EXERCISE GOAL -> Search through the entries for the word "PartialEq" and copy every line that has it.

DATA FOR THIS TASK ->
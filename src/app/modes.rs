//! Control kinds and the search lifecycle.
//!
//! # State Machine
//!
//! A picker's search moves through three phases:
//! - **Idle**: no filter applied, the full choice pool is active
//! - **Scheduled**: input changed and a debounce timer is armed
//! - **Active**: a filter has been applied to the choice pool
//!
//! Scheduling records the timer token and the query text as of that moment.
//! A firing timer must present the right token AND find the input unchanged,
//! otherwise it is stale and is dropped without touching state.

/// Which flavor of control a picker enhances.
///
/// The kind changes a handful of behaviors rather than the machinery:
/// select-one replaces its single item instead of appending, text inputs
/// admit free-typed values and skip the dropdown, select-multiple does
/// neither.
#[derive(Debug, Clone, Copy, PartialEq, Eq)]
pub enum ControlKind {
    /// Single-slot chooser. Taking a choice replaces the current item and
    /// the item cap is ignored.
    SelectOne,

    /// Multi-slot chooser. Items accumulate from the choice pool up to the
    /// configured cap.
    SelectMultiple,

    /// Free-text tag input. Values come from typing, optionally gated by a
    /// pattern filter. No dropdown, no search.
    TextInput,
}

impl ControlKind {
    /// Maps a declared control type to a kind.
    ///
    /// Unknown types return `None` so enhancement can refuse them up front
    /// and leave the underlying control untouched.
    #[must_use]
    pub fn from_control_type(control_type: &str) -> Option<Self> {
        match control_type {
            "select-one" => Some(Self::SelectOne),
            "select-multiple" => Some(Self::SelectMultiple),
            "text" => Some(Self::TextInput),
            _ => None,
        }
    }
}

/// Where a picker sits in the debounced search lifecycle.
#[derive(Debug, Clone, PartialEq, Eq, Default)]
pub enum SearchPhase {
    /// No filter applied.
    #[default]
    Idle,

    /// A debounce timer is armed. `token` identifies the arming; `query`
    /// is the input text captured when the timer was armed.
    Scheduled { token: u64, query: String },

    /// `query` has been applied to the choice pool.
    Active { query: String },
}

impl SearchPhase {
    /// True only once a filter has actually been applied.
    #[must_use]
    pub fn is_searching(&self) -> bool {
        matches!(self, Self::Active { .. })
    }

    /// The applied query, if one is active.
    #[must_use]
    pub fn active_query(&self) -> Option<&str> {
        match self {
            Self::Active { query } => Some(query),
            _ => None,
        }
    }
}

#[cfg(test)]
mod tests {
    use super::*;

    #[test]
    fn known_control_types_map_to_kinds() {
        assert_eq!(
            ControlKind::from_control_type("select-one"),
            Some(ControlKind::SelectOne)
        );
        assert_eq!(
            ControlKind::from_control_type("select-multiple"),
            Some(ControlKind::SelectMultiple)
        );
        assert_eq!(
            ControlKind::from_control_type("text"),
            Some(ControlKind::TextInput)
        );
        assert_eq!(ControlKind::from_control_type("radio"), None);
    }

    #[test]
    fn only_an_applied_filter_counts_as_searching() {
        assert!(!SearchPhase::Idle.is_searching());
        assert!(!SearchPhase::Scheduled {
            token: 1,
            query: "a".to_string()
        }
        .is_searching());
        assert!(SearchPhase::Active {
            query: "a".to_string()
        }
        .is_searching());
    }

    #[test]
    fn active_query_surfaces_only_applied_text() {
        assert_eq!(SearchPhase::Idle.active_query(), None);
        assert_eq!(
            SearchPhase::Active {
                query: "oak".to_string()
            }
            .active_query(),
            Some("oak")
        );
    }
}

WORKED SOLUTION ->
#[derive(Debug, Clone, Copy, PartialEq, Eq)]
#[derive(Debug, Clone, PartialEq, Eq, Default)]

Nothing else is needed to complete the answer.